Dans le cas des recours en annulation visés à l'article 14 de ces lois, l'article 30, § 1er, alinéa 2, exige que le Roi détermine les délais de prescription pour l'introduction des recours et que ces délais soient de soixante jours au moins. Le législateur a estimé qu'une telle disposition était indispensable pour des motifs de sécurité juridique : « Par sa gravité et l'importance des effets, valables erga omnes, qu'elle entraîne, l'annulation intéresse au premier chef l'ordre public. Aussi, ne convient-il pas que la validité des actes, règlements ou décisions demeure indéfiniment incertaine, au gré de la diligence mise par les parties à intenter les recours en annulation » (Rapport au Régent précédant l'arrêté du Régent du 23 août 1948 déterminant la procédure devant la section d'administration du Conseil d'Etat, Moniteur belge , 23-24 août 1948).
En ce qui concerne les demandes d'imposition d'astreinte, le législateur n'a pas posé pareille exigence. Ainsi, ni les lois coordonnées sur le Conseil d'Etat ni l'arrêté royal du 2 avril 1991 ne contiennent une disposition relative au délai dans lequel il convient d'introduire la requête en imposition d'une astreinte après sommation de l'autorité. Il peut se déduire de la décision de renvoi que le Conseil d'Etat exige à cet égard que la requête soit introduite dans un délai raisonnable.
B.5.1. L'article 160, alinéa 1er, de la Constitution dispose : « Il y a pour toute la Belgique un Conseil d'État, dont la composition, la compétence et le fonctionnement sont déterminés par la loi. Toutefois, la loi peut attribuer au Roi le pouvoir de régler la procédure conformément aux principes qu'elle fixe ».
B.5.2. La seconde phrase de cette disposition vise à maintenir la répartition des compétences entre le pouvoir législatif et le pouvoir exécutif, telle qu'elle était prévue par les lois coordonnées sur le Conseil d'Etat, en vigueur lors de la publication, le 29 juin 1993, de l'article 160 de la Constitution. Elle confirme qu'il appartient au législateur de déterminer les prescriptions fondamentales de la procédure devant la section d'administration du Conseil d'Etat et au Roi de préciser les règles de procédure (Doc. parl., Chambre, 1992-1993, n° 831/1, pp. 2-4; ibid., n° 831/3, p. 3).

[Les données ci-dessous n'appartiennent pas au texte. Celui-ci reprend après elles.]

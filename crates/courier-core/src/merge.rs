//! Merging of default and per-request configuration

use crate::config::RequestConfig;
use crate::headers::HeaderConfig;

/// How a single config field is combined.
#[derive(Debug, Clone, Copy, PartialEq, Eq)]
pub enum MergeStrategy {
    /// Override's value if defined, else base's.
    OverrideWins,
    /// Override's value if defined, else nothing. Never inherited from defaults.
    OverrideOnly,
    /// Maps merged key by key, override's leaves winning.
    DeepMerge,
}

/// Every field of [`RequestConfig`].
#[derive(Debug, Clone, Copy, PartialEq, Eq, Hash)]
pub enum ConfigField {
    Url,
    Method,
    BaseUrl,
    Headers,
    Params,
    Data,
    Timeout,
    ResponseType,
    WithCredentials,
    XsrfCookieName,
    XsrfHeaderName,
    Auth,
    TransformRequest,
    TransformResponse,
    ParamsSerializer,
    ValidateStatus,
    CancelToken,
    OnUploadProgress,
    OnDownloadProgress,
}

impl ConfigField {
    pub const ALL: [ConfigField; 19] = [
        ConfigField::Url,
        ConfigField::Method,
        ConfigField::BaseUrl,
        ConfigField::Headers,
        ConfigField::Params,
        ConfigField::Data,
        ConfigField::Timeout,
        ConfigField::ResponseType,
        ConfigField::WithCredentials,
        ConfigField::XsrfCookieName,
        ConfigField::XsrfHeaderName,
        ConfigField::Auth,
        ConfigField::TransformRequest,
        ConfigField::TransformResponse,
        ConfigField::ParamsSerializer,
        ConfigField::ValidateStatus,
        ConfigField::CancelToken,
        ConfigField::OnUploadProgress,
        ConfigField::OnDownloadProgress,
    ];

    pub const fn name(self) -> &'static str {
        match self {
            ConfigField::Url => "url",
            ConfigField::Method => "method",
            ConfigField::BaseUrl => "base_url",
            ConfigField::Headers => "headers",
            ConfigField::Params => "params",
            ConfigField::Data => "data",
            ConfigField::Timeout => "timeout",
            ConfigField::ResponseType => "response_type",
            ConfigField::WithCredentials => "with_credentials",
            ConfigField::XsrfCookieName => "xsrf_cookie_name",
            ConfigField::XsrfHeaderName => "xsrf_header_name",
            ConfigField::Auth => "auth",
            ConfigField::TransformRequest => "transform_request",
            ConfigField::TransformResponse => "transform_response",
            ConfigField::ParamsSerializer => "params_serializer",
            ConfigField::ValidateStatus => "validate_status",
            ConfigField::CancelToken => "cancel_token",
            ConfigField::OnUploadProgress => "on_upload_progress",
            ConfigField::OnDownloadProgress => "on_download_progress",
        }
    }

    pub const fn strategy(self) -> MergeStrategy {
        match self {
            ConfigField::Url | ConfigField::Params | ConfigField::Data => {
                MergeStrategy::OverrideOnly
            }
            ConfigField::Headers => MergeStrategy::DeepMerge,
            ConfigField::Method
            | ConfigField::BaseUrl
            | ConfigField::Timeout
            | ConfigField::ResponseType
            | ConfigField::WithCredentials
            | ConfigField::XsrfCookieName
            | ConfigField::XsrfHeaderName
            | ConfigField::Auth
            | ConfigField::TransformRequest
            | ConfigField::TransformResponse
            | ConfigField::ParamsSerializer
            | ConfigField::ValidateStatus
            | ConfigField::CancelToken
            | ConfigField::OnUploadProgress
            | ConfigField::OnDownloadProgress => MergeStrategy::OverrideWins,
        }
    }
}

/// Values that can be merged structurally.
pub trait DeepMerge: Clone {
    fn deep_merge(&self, over: &Self) -> Self;
}

impl DeepMerge for HeaderConfig {
    fn deep_merge(&self, over: &Self) -> Self {
        self.merge(over)
    }
}

fn pick<T: Clone>(strategy: MergeStrategy, base: &Option<T>, over: &Option<T>) -> Option<T> {
    match strategy {
        MergeStrategy::OverrideOnly => over.clone(),
        MergeStrategy::OverrideWins | MergeStrategy::DeepMerge => {
            over.as_ref().or(base.as_ref()).cloned()
        }
    }
}

fn pick_deep<T: DeepMerge>(strategy: MergeStrategy, base: &Option<T>, over: &Option<T>) -> Option<T> {
    match (strategy, base, over) {
        (MergeStrategy::DeepMerge, Some(base), Some(over)) => Some(base.deep_merge(over)),
        _ => pick(strategy, base, over),
    }
}

fn merge_field(field: ConfigField, base: &RequestConfig, over: &RequestConfig, out: &mut RequestConfig) {
    let s = field.strategy();
    match field {
        ConfigField::Url => out.url = pick(s, &base.url, &over.url),
        ConfigField::Method => out.method = pick(s, &base.method, &over.method),
        ConfigField::BaseUrl => out.base_url = pick(s, &base.base_url, &over.base_url),
        ConfigField::Headers => out.headers = pick_deep(s, &base.headers, &over.headers),
        ConfigField::Params => out.params = pick(s, &base.params, &over.params),
        ConfigField::Data => out.data = pick(s, &base.data, &over.data),
        ConfigField::Timeout => out.timeout_ms = pick(s, &base.timeout_ms, &over.timeout_ms),
        ConfigField::ResponseType => {
            out.response_type = pick(s, &base.response_type, &over.response_type)
        }
        ConfigField::WithCredentials => {
            out.with_credentials = pick(s, &base.with_credentials, &over.with_credentials)
        }
        ConfigField::XsrfCookieName => {
            out.xsrf_cookie_name = pick(s, &base.xsrf_cookie_name, &over.xsrf_cookie_name)
        }
        ConfigField::XsrfHeaderName => {
            out.xsrf_header_name = pick(s, &base.xsrf_header_name, &over.xsrf_header_name)
        }
        ConfigField::Auth => out.auth = pick(s, &base.auth, &over.auth),
        ConfigField::TransformRequest => {
            out.transform_request = pick(s, &base.transform_request, &over.transform_request)
        }
        ConfigField::TransformResponse => {
            out.transform_response = pick(s, &base.transform_response, &over.transform_response)
        }
        ConfigField::ParamsSerializer => {
            out.params_serializer = pick(s, &base.params_serializer, &over.params_serializer)
        }
        ConfigField::ValidateStatus => {
            out.validate_status = pick(s, &base.validate_status, &over.validate_status)
        }
        ConfigField::CancelToken => {
            out.cancel_token = pick(s, &base.cancel_token, &over.cancel_token)
        }
        ConfigField::OnUploadProgress => {
            out.on_upload_progress = pick(s, &base.on_upload_progress, &over.on_upload_progress)
        }
        ConfigField::OnDownloadProgress => {
            out.on_download_progress =
                pick(s, &base.on_download_progress, &over.on_download_progress)
        }
    }
}

/// Combine `base` and `over` into a new config. Neither input is modified.
pub fn merge_config(base: &RequestConfig, over: &RequestConfig) -> RequestConfig {
    let mut merged = RequestConfig::default();
    for field in ConfigField::ALL {
        merge_field(field, base, over, &mut merged);
    }
    merged
}
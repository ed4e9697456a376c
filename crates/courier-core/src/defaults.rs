//! Library-wide default configuration

use crate::config::{RequestConfig, ResponseType, StatusValidator};
use crate::headers::{HeaderConfig, Headers, CONTENT_TYPE};
use crate::method::Method;
use crate::transform::Transformers;

pub const DEFAULT_ACCEPT: &str = "application/json, text/plain, */*";
pub const DEFAULT_FORM_CONTENT_TYPE: &str = "application/x-www-form-urlencoded";
pub const DEFAULT_XSRF_COOKIE_NAME: &str = "XSRF-TOKEN";
pub const DEFAULT_XSRF_HEADER_NAME: &str = "X-XSRF-TOKEN";

/// Success range used when a config does not provide its own validator.
pub fn default_validate_status(status: u16) -> bool {
    (200..=299).contains(&status)
}

fn default_headers() -> HeaderConfig {
    let mut headers = HeaderConfig::new().with_common("Accept", DEFAULT_ACCEPT);
    for method in Method::ALL {
        let tier = headers.method_mut(method);
        if method.takes_body() {
            *tier = Headers::new().with(CONTENT_TYPE, DEFAULT_FORM_CONTENT_TYPE);
        }
    }
    headers
}

/// The defaults every new client starts from.
pub fn defaults() -> RequestConfig {
    RequestConfig {
        method: Some(Method::Get),
        headers: Some(default_headers()),
        timeout_ms: Some(0),
        response_type: Some(ResponseType::Text),
        xsrf_cookie_name: Some(DEFAULT_XSRF_COOKIE_NAME.to_string()),
        xsrf_header_name: Some(DEFAULT_XSRF_HEADER_NAME.to_string()),
        transform_request: Some(Transformers::default_request()),
        transform_response: Some(Transformers::default_response()),
        validate_status: Some(StatusValidator::new(default_validate_status)),
        ..RequestConfig::default()
    }
}
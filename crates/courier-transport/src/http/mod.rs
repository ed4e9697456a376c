//! reqwest-backed transport

pub mod timeout;
pub mod transport;

pub use timeout::{TimeoutPolicy, DEFAULT_CONNECT_TIMEOUT_MS};
pub use transport::ReqwestTransport;
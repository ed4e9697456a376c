//! The client entry point and the request pipeline it drives

use crate::config::RequestConfig;
use crate::cookie::CookieReader;
use crate::defaults::defaults;
use crate::dispatch::Dispatcher;
use crate::error::{Error, Result};
use crate::interceptor::{Interceptor, Interceptors};
use crate::merge::merge_config;
use crate::method::Method;
use crate::payload::Payload;
use crate::response::Response;
use crate::settings::{ClientSettings, SettingsResult};
use crate::transport::Transport;
use crate::url_builder::build_url;
use futures::future::join_all;
use std::fmt;
use std::future::Future;
use std::sync::Arc;
use url::Url;

/// One step of the request pipeline.
#[derive(Debug, Clone)]
pub enum Stage {
    Request(Interceptor<RequestConfig>),
    Dispatch,
    Response(Interceptor<Response>),
}

/// Value threaded through the stages: a config before dispatch, a response after.
enum Flow {
    Config(Result<RequestConfig>),
    Response(Result<Response>),
}

/// HTTP client holding default configuration and interceptor registries.
pub struct Client {
    defaults: RequestConfig,
    interceptors: Interceptors,
    dispatcher: Dispatcher,
}

impl Client {
    /// Client with the library defaults.
    pub fn new<T: Transport + 'static>(transport: T) -> Self {
        Self::builder(transport).build()
    }

    /// Client whose defaults are the library defaults merged with `config`.
    pub fn create<T: Transport + 'static>(transport: T, config: RequestConfig) -> Self {
        Self::builder(transport).defaults(config).build()
    }

    pub fn builder<T: Transport + 'static>(transport: T) -> ClientBuilder {
        ClientBuilder::new(Arc::new(transport))
    }

    pub fn defaults(&self) -> &RequestConfig {
        &self.defaults
    }

    pub fn defaults_mut(&mut self) -> &mut RequestConfig {
        &mut self.defaults
    }

    pub fn interceptors(&self) -> &Interceptors {
        &self.interceptors
    }

    /// Stages for the next request: request interceptors newest first, the
    /// dispatch step, then response interceptors oldest first.
    pub fn chain(&self) -> Vec<Stage> {
        let mut chain = vec![Stage::Dispatch];
        self.interceptors
            .request
            .for_each(|interceptor| chain.insert(0, Stage::Request(interceptor.clone())));
        self.interceptors
            .response
            .for_each(|interceptor| chain.push(Stage::Response(interceptor.clone())));
        chain
    }

    async fn run_stage(&self, stage: &Stage, flow: Flow) -> Flow {
        match (stage, flow) {
            (Stage::Request(interceptor), Flow::Config(outcome)) => {
                Flow::Config(interceptor.settle(outcome).await)
            }
            (Stage::Dispatch, Flow::Config(Ok(config))) => {
                Flow::Response(self.dispatcher.dispatch(config).await)
            }
            (Stage::Dispatch, Flow::Config(Err(err))) => Flow::Response(Err(err)),
            (Stage::Response(interceptor), Flow::Response(outcome)) => {
                Flow::Response(interceptor.settle(outcome).await)
            }
            // Request stages always precede dispatch and response stages follow
            // it, so any other pairing is left untouched.
            (_, flow) => flow,
        }
    }

    /// Send a request described by `config`.
    pub async fn request(&self, config: RequestConfig) -> Result<Response> {
        let config = merge_config(&self.defaults, &config);
        let chain = self.chain();
        tracing::debug!(
            stages = chain.len(),
            method = %config.resolved_method(),
            url = config.url.as_deref().unwrap_or_default(),
            "running request pipeline"
        );

        let mut flow = Flow::Config(Ok(config));
        for stage in &chain {
            flow = self.run_stage(stage, flow).await;
        }
        match flow {
            Flow::Response(outcome) => outcome,
            Flow::Config(_) => Err(Error::Config(
                "request pipeline finished without dispatching".to_string(),
            )),
        }
    }

    /// Send a request to `url`, with optional extra config.
    pub async fn request_url(&self, url: &str, config: Option<RequestConfig>) -> Result<Response> {
        self.request(config.unwrap_or_default().with_url(url)).await
    }

    async fn without_body(&self, method: Method, url: &str, config: Option<RequestConfig>) -> Result<Response> {
        let config = config.unwrap_or_default().with_method(method).with_url(url);
        self.request(config).await
    }

    async fn with_body(
        &self,
        method: Method,
        url: &str,
        data: Option<Payload>,
        config: Option<RequestConfig>,
    ) -> Result<Response> {
        let mut config = config.unwrap_or_default().with_method(method).with_url(url);
        if data.is_some() {
            config.data = data;
        }
        self.request(config).await
    }

    pub async fn get(&self, url: &str, config: Option<RequestConfig>) -> Result<Response> {
        self.without_body(Method::Get, url, config).await
    }

    pub async fn delete(&self, url: &str, config: Option<RequestConfig>) -> Result<Response> {
        self.without_body(Method::Delete, url, config).await
    }

    pub async fn head(&self, url: &str, config: Option<RequestConfig>) -> Result<Response> {
        self.without_body(Method::Head, url, config).await
    }

    pub async fn options(&self, url: &str, config: Option<RequestConfig>) -> Result<Response> {
        self.without_body(Method::Options, url, config).await
    }

    pub async fn post(&self, url: &str, data: Option<Payload>, config: Option<RequestConfig>) -> Result<Response> {
        self.with_body(Method::Post, url, data, config).await
    }

    pub async fn put(&self, url: &str, data: Option<Payload>, config: Option<RequestConfig>) -> Result<Response> {
        self.with_body(Method::Put, url, data, config).await
    }

    pub async fn patch(&self, url: &str, data: Option<Payload>, config: Option<RequestConfig>) -> Result<Response> {
        self.with_body(Method::Patch, url, data, config).await
    }

    /// The url and query string `config` resolves to, without a leading `?`.
    /// The base URL is not applied.
    pub fn get_uri(&self, config: &RequestConfig) -> String {
        let merged = merge_config(&self.defaults, config);
        let uri = build_url(
            merged.url.as_deref().unwrap_or_default(),
            merged.params.as_ref(),
            merged.params_serializer.as_ref(),
        );
        match uri.strip_prefix('?') {
            Some(rest) => rest.to_string(),
            None => uri,
        }
    }
}

impl fmt::Debug for Client {
    fn fmt(&self, f: &mut fmt::Formatter<'_>) -> fmt::Result {
        f.debug_struct("Client")
            .field("defaults", &self.defaults)
            .field("interceptors", &self.interceptors)
            .field("dispatcher", &self.dispatcher)
            .finish()
    }
}

/// Builder for [`Client`].
pub struct ClientBuilder {
    defaults: RequestConfig,
    dispatcher: Dispatcher,
}

impl ClientBuilder {
    pub fn new(transport: Arc<dyn Transport>) -> Self {
        Self {
            defaults: defaults(),
            dispatcher: Dispatcher::new(transport),
        }
    }

    /// Merge `config` over the current defaults.
    pub fn defaults(mut self, config: RequestConfig) -> Self {
        self.defaults = merge_config(&self.defaults, &config);
        self
    }

    /// Apply loaded settings: their config fields become defaults and their
    /// origin is used for same-origin checks.
    pub fn settings(mut self, settings: &ClientSettings) -> SettingsResult<Self> {
        if let Some(origin) = settings.origin_url()? {
            self = self.origin(origin);
        }
        Ok(self.defaults(settings.to_config()))
    }

    pub fn cookies<C: CookieReader + 'static>(mut self, cookies: C) -> Self {
        self.dispatcher = self.dispatcher.with_cookies(Arc::new(cookies));
        self
    }

    pub fn origin(mut self, origin: Url) -> Self {
        self.dispatcher = self.dispatcher.with_origin(origin);
        self
    }

    pub fn build(self) -> Client {
        Client {
            defaults: self.defaults,
            interceptors: Interceptors::default(),
            dispatcher: self.dispatcher,
        }
    }
}

/// Await every future and return all outcomes in input order.
pub async fn all<I>(requests: I) -> Vec<<I::Item as Future>::Output>
where
    I: IntoIterator,
    I::Item: Future,
{
    join_all(requests).await
}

Il a été observé, lors de cette révision constitutionnelle, que la circonstance que, depuis la création du Conseil d'Etat, la procédure était réglée par le Roi n'avait pas porté atteinte aux droits des justiciables (ibid., n° 831/3, pp. 4 et 7).
La seconde phrase de la disposition constitutionnelle précitée concerne les matières qui pouvaient être réglées par le Roi en vertu des lois coordonnées sur le Conseil d'Etat, telles qu'elles étaient alors en vigueur (ibid., n° 831/3, pp. 5 et 7; Doc. parl., Sénat, S.E. 1991-1992, n° 100-48/2°, p. 3).
Le Constituant a dès lors établi la constitutionnalité non seulement de ce que les lois coordonnées sur le Conseil d'Etat ne fixent elles-mêmes aucun délai de prescription pour l'introduction des demandes d'astreinte visées à l'article 36 de ces lois, mais également de la délégation au Roi en vertu de laquelle a été pris l'arrêté royal du 2 avril 1991 déterminant la procédure devant la section d'administration du Conseil d'Etat en matière d'astreinte, tel qu'il était en vigueur à l'époque.
La Cour n'est pas compétente pour se prononcer sur une option du Constituant.
B.5.3. Il s'ensuit que l'absence d'un délai de prescription pour l'introduction de demandes d'astreinte, résultant de la lecture conjointe des articles 30, § 1er, et 36, § 1er, des lois coordonnées sur le Conseil d'Etat, a pour fondement juridique l'article 160, alinéa 1er, de la Constitution et qu'elle ne pourrait dès lors violer les articles 10 et 11 de la Constitution.
Par ces motifs, la Cour dit pour droit : L'article 36, § 1er, des lois sur le Conseil d'Etat, coordonnées le 12 janvier 1973, ne viole pas les articles 10 et 11, lus en combinaison avec l'article 160, de la Constitution.
Ainsi prononcé en langue néerlandaise et en langue française, conformément à l'article 65 de la loi spéciale du 6 janvier 1989 sur la Cour d'arbitrage, à l'audience publique du 22 novembre 2006.
Le greffier, P.-Y. Dutilleux.
Le président, A. Arts.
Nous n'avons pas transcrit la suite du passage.